The records must be returned word for word.

Records excerpted from a collection:
==============================

//! Terminal output and file exports for a forecast run.

use std::fs::{File, create_dir_all};
use std::io::Write;
use std::path::{Path, PathBuf};

use chrono::Utc;
use serde::Serialize;

use crate::consumption::ConsumptionType;
use crate::dataset::Dataset;
use crate::model::{ForecastError, PredictionRequest, ProjectionPoint, Result};
use crate::states;

/// Everything one `predict` or `project` run produced.
#[derive(Debug, Clone, Serialize)]
pub struct ForecastReport {
    pub generated_at: String,
    pub request: PredictionRequest,
    pub state: String,
    pub consumption_type: String,
    pub prediction: f64,
    pub projection: Vec<ProjectionPoint>,
}

impl ForecastReport {
    pub fn new(
        request: PredictionRequest,
        prediction: f64,
        projection: Vec<ProjectionPoint>,
    ) -> Self {
        ForecastReport {
            generated_at: Utc::now().to_rfc3339(),
            request,
            state: state_label(request.state_code),
            consumption_type: type_label(request.consumption_code),
            prediction,
            projection,
        }
    }

    /// Sum of the projected months.
    pub fn projected_total(&self) -> f64 {
        self.projection.iter().map(|p| p.value).sum()
    }
}

fn state_label(code: u8) -> String {
    states::find_state_by_code(code)
        .map(|s| format!("{} ({})", s.name, s.uf))
        .unwrap_or_else(|| format!("#{}", code))
}

fn type_label(code: u8) -> String {
    ConsumptionType::from_code(code)
        .map(|t| t.name().to_string())
        .unwrap_or_else(|| format!("#{}", code))
}

// ---------------------------------------------------------------------------
// Terminal
// ---------------------------------------------------------------------------

pub fn print_prediction(report: &ForecastReport) {
    let r = &report.request;
    println!("=== Prediction ===");
    println!("State:            {}", report.state);
    println!("Consumption type: {}", report.consumption_type);
    println!("Month:            {}-{:02}", r.year, r.month);
    println!("Consumers:        {}", r.consumers);
    println!("Predicted:        {:.2} MWh", report.prediction);
}

pub fn print_projection(report: &ForecastReport) {
    if report.projection.is_empty() {
        return;
    }
    println!("=== Projection: next {} months ===", report.projection.len());
    for point in &report.projection {
        println!("  {}  {:>14.2} MWh", point.date.format("%Y-%m"), point.value);
    }
    println!("  {:<7}  {:>14.2} MWh", "total", report.projected_total());
}

pub fn print_dataset_summary(dataset: &Dataset) {
    println!("=== Dataset ===");
    println!("Rows: {} ({} skipped)", dataset.len(), dataset.skipped);
    if let Some((first, last)) = dataset.year_range() {
        println!("Years: {}..={}", first, last);
    }

    println!("Consumption per year:");
    for (year, total) in dataset.annual_totals() {
        println!("  {}  {:>16.2}", year, total);
    }

    println!("Mean consumption per month:");
    for (month, mean) in dataset.monthly_means() {
        println!("  {:>2}  {:>16.2}", month, mean);
    }

    println!("Consumption per state:");
    for (state, total) in state_breakdown(dataset) {
        println!("  {:<28}  {:>16.2}", state, total);
    }
}

/// Per-state totals labelled with the state name, largest first.
pub fn state_breakdown(dataset: &Dataset) -> Vec<(String, f64)> {
    let mut rows: Vec<_> = dataset
        .state_totals()
        .into_iter()
        .map(|(code, total)| (state_label(code), total))
        .collect();
    rows.sort_by(|a, b| b.1.total_cmp(&a.1));
    rows
}

// ---------------------------------------------------------------------------
// Files
// ---------------------------------------------------------------------------

/// Writes the projection as `date,value` rows.
pub fn export_projection_csv(points: &[ProjectionPoint], path: &Path) -> Result<()> {
    ensure_parent(path)?;
    let mut writer = csv::Writer::from_path(path).map_err(csv_err)?;
    for point in points {
        writer.serialize(point).map_err(csv_err)?;
    }
    writer.flush()?;
    Ok(())
}

/// Writes the whole report as pretty-printed JSON.
pub fn export_report_json(report: &ForecastReport, path: &Path) -> Result<()> {
    ensure_parent(path)?;
    let json = serde_json::to_string_pretty(report)
        .map_err(|e| ForecastError::Io(std::io::Error::other(e)))?;
    let mut file = File::create(path)?;
    file.write_all(json.as_bytes())?;
    Ok(())
}

/// Standard file names inside the output directory.
pub struct OutputPaths {
    pub prediction_chart: PathBuf,
    pub projection_chart: PathBuf,
    pub projection_csv: PathBuf,
    pub report_json: PathBuf,
    pub dataset_scatter: PathBuf,
    pub annual_bars: PathBuf,
    pub monthly_line: PathBuf,
}

impl OutputPaths {
    pub fn in_dir(dir: &Path) -> Self {
        OutputPaths {
            prediction_chart: dir.join("prediction.svg"),
            projection_chart: dir.join("projection.svg"),
            projection_csv: dir.join("projection.csv"),
            report_json: dir.join("report.json"),
            dataset_scatter: dir.join("dataset_scatter.svg"),
            annual_bars: dir.join("dataset_annual.svg"),
            monthly_line: dir.join("dataset_monthly.svg"),
        }
    }
}

fn ensure_parent(path: &Path) -> Result<()> {
    if let Some(parent) = path.parent() {
        if !parent.as_os_str().is_empty() {
            create_dir_all(parent)?;
        }
    }
    Ok(())
}

fn csv_err(e: csv::Error) -> ForecastError {
    ForecastError::Io(std::io::Error::other(e))
}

==============================

◆ SOLUTION BELOW
//! Terminal output and file exports for a forecast run.

use std::fs::{File, create_dir_all};
use std::io::Write;
use std::path::{Path, PathBuf};

use chrono::Utc;
use serde::Serialize;

use crate::consumption::ConsumptionType;
use crate::dataset::Dataset;
use crate::model::{ForecastError, PredictionRequest, ProjectionPoint, Result};
use crate::states;

/// Everything one `predict` or `project` run produced.
#[derive(Debug, Clone, Serialize)]
pub struct ForecastReport {
    pub generated_at: String,
    pub request: PredictionRequest,
    pub state: String,
    pub consumption_type: String,
    pub prediction: f64,
    pub projection: Vec<ProjectionPoint>,
}

impl ForecastReport {
    pub fn new(
        request: PredictionRequest,
        prediction: f64,
        projection: Vec<ProjectionPoint>,
    ) -> Self {
        ForecastReport {
            generated_at: Utc::now().to_rfc3339(),
            request,
            state: state_label(request.state_code),
            consumption_type: type_label(request.consumption_code),
            prediction,
            projection,
        }
    }

    /// Sum of the projected months.
    pub fn projected_total(&self) -> f64 {
        self.projection.iter().map(|p| p.value).sum()
    }
}

fn state_label(code: u8) -> String {
    states::find_state_by_code(code)
        .map(|s| format!("{} ({})", s.name, s.uf))
        .unwrap_or_else(|| format!("#{}", code))
}

fn type_label(code: u8) -> String {
    ConsumptionType::from_code(code)
        .map(|t| t.name().to_string())
        .unwrap_or_else(|| format!("#{}", code))
}

// ---------------------------------------------------------------------------
// Terminal
// ---------------------------------------------------------------------------

pub fn print_prediction(report: &ForecastReport) {
    let r = &report.request;
    println!("=== Prediction ===");
    println!("State:            {}", report.state);
    println!("Consumption type: {}", report.consumption_type);
    println!("Month:            {}-{:02}", r.year, r.month);
    println!("Consumers:        {}", r.consumers);
    println!("Predicted:        {:.2} MWh", report.prediction);
}

pub fn print_projection(report: &ForecastReport) {
    if report.projection.is_empty() {
        return;
    }
    println!("=== Projection: next {} months ===", report.projection.len());
    for point in &report.projection {
        println!("  {}  {:>14.2} MWh", point.date.format("%Y-%m"), point.value);
    }
    println!("  {:<7}  {:>14.2} MWh", "total", report.projected_total());
}

pub fn print_dataset_summary(dataset: &Dataset) {
    println!("=== Dataset ===");
    println!("Rows: {} ({} skipped)", dataset.len(), dataset.skipped);
    if let Some((first, last)) = dataset.year_range() {
        println!("Years: {}..={}", first, last);
    }

    println!("Consumption per year:");
    for (year, total) in dataset.annual_totals() {
        println!("  {}  {:>16.2}", year, total);
    }

    println!("Mean consumption per month:");
    for (month, mean) in dataset.monthly_means() {
        println!("  {:>2}  {:>16.2}", month, mean);
    }

    println!("Consumption per state:");
    for (state, total) in state_breakdown(dataset) {
        println!("  {:<28}  {:>16.2}", state, total);
    }
}

/// Per-state totals labelled with the state name, largest first.
pub fn state_breakdown(dataset: &Dataset) -> Vec<(String, f64)> {
    let mut rows: Vec<_> = dataset
        .state_totals()
        .into_iter()
        .map(|(code, total)| (state_label(code), total))
        .collect();
    rows.sort_by(|a, b| b.1.total_cmp(&a.1));
    rows
}

// ---------------------------------------------------------------------------
// Files
// ---------------------------------------------------------------------------

/// Writes the projection as `date,value` rows.
pub fn export_projection_csv(points: &[ProjectionPoint], path: &Path) -> Result<()> {
    ensure_parent(path)?;
    let mut writer = csv::Writer::from_path(path).map_err(csv_err)?;
    for point in points {
        writer.serialize(point).map_err(csv_err)?;
    }
    writer.flush()?;
    Ok(())
}

/// Writes the whole report as pretty-printed JSON.
pub fn export_report_json(report: &ForecastReport, path: &Path) -> Result<()> {
    ensure_parent(path)?;
    let json = serde_json::to_string_pretty(report)
        .map_err(|e| ForecastError::Io(std::io::Error::other(e)))?;
    let mut file = File::create(path)?;
    file.write_all(json.as_bytes())?;
    Ok(())
}

/// Standard file names inside the output directory.
pub struct OutputPaths {
    pub prediction_chart: PathBuf,
    pub projection_chart: PathBuf,
    pub projection_csv: PathBuf,
    pub report_json: PathBuf,
    pub dataset_scatter: PathBuf,
    pub annual_bars: PathBuf,
    pub monthly_line: PathBuf,
}

impl OutputPaths {
    pub fn in_dir(dir: &Path) -> Self {
        OutputPaths {
            prediction_chart: dir.join("prediction.svg"),
            projection_chart: dir.join("projection.svg"),
            projection_csv: dir.join("projection.csv"),
            report_json: dir.join("report.json"),
            dataset_scatter: dir.join("dataset_scatter.svg"),
            annual_bars: dir.join("dataset_annual.svg"),
            monthly_line: dir.join("dataset_monthly.svg"),
        }
    }
}

fn ensure_parent(path: &Path) -> Result<()> {
    if let Some(parent) = path.parent() {
        if !parent.as_os_str().is_empty() {
            create_dir_all(parent)?;
        }
    }
    Ok(())
}

fn csv_err(e: csv::Error) -> ForecastError {
    ForecastError::Io(std::io::Error::other(e))
}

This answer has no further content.